** Stored data entries **
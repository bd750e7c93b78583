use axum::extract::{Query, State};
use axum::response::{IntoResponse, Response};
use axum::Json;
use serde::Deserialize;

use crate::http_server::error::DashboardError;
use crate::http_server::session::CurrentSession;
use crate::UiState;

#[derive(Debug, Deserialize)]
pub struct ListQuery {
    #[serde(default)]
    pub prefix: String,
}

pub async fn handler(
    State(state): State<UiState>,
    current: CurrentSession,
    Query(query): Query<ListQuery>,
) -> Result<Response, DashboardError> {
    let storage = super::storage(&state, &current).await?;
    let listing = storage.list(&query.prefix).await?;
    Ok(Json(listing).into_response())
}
--
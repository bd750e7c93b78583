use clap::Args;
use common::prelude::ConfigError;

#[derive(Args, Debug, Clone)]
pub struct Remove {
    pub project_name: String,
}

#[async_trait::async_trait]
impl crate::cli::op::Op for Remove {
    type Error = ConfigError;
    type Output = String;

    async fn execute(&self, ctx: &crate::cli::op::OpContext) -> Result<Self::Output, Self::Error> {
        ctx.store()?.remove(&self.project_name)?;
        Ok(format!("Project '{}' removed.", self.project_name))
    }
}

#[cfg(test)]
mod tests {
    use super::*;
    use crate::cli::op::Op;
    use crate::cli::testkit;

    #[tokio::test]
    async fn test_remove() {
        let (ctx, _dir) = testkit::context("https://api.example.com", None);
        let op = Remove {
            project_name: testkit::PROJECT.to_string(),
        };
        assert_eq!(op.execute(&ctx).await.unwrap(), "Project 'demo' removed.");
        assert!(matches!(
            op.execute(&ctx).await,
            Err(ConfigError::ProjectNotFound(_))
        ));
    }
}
...
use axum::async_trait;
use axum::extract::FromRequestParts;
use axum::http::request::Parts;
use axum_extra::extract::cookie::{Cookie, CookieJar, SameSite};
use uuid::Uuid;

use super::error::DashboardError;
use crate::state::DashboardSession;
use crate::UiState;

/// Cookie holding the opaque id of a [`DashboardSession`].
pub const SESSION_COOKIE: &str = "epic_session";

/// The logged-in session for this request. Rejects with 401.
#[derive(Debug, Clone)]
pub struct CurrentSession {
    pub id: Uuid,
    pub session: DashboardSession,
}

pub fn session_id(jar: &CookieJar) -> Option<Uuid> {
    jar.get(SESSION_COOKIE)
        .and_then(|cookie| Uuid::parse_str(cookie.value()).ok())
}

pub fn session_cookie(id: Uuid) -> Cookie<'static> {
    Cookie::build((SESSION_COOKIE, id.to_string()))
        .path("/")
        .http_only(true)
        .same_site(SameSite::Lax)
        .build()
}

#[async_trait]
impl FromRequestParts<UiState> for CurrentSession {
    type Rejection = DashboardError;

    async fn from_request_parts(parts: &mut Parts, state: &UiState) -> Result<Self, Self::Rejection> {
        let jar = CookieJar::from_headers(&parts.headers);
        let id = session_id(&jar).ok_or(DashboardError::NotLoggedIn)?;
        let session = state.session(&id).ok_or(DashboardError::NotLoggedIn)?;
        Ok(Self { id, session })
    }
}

** The problem **
The result is a copy of every line above where the word "Clone" shows up.

** Solved exercise **
#[derive(Args, Debug, Clone)]
#[derive(Debug, Clone)]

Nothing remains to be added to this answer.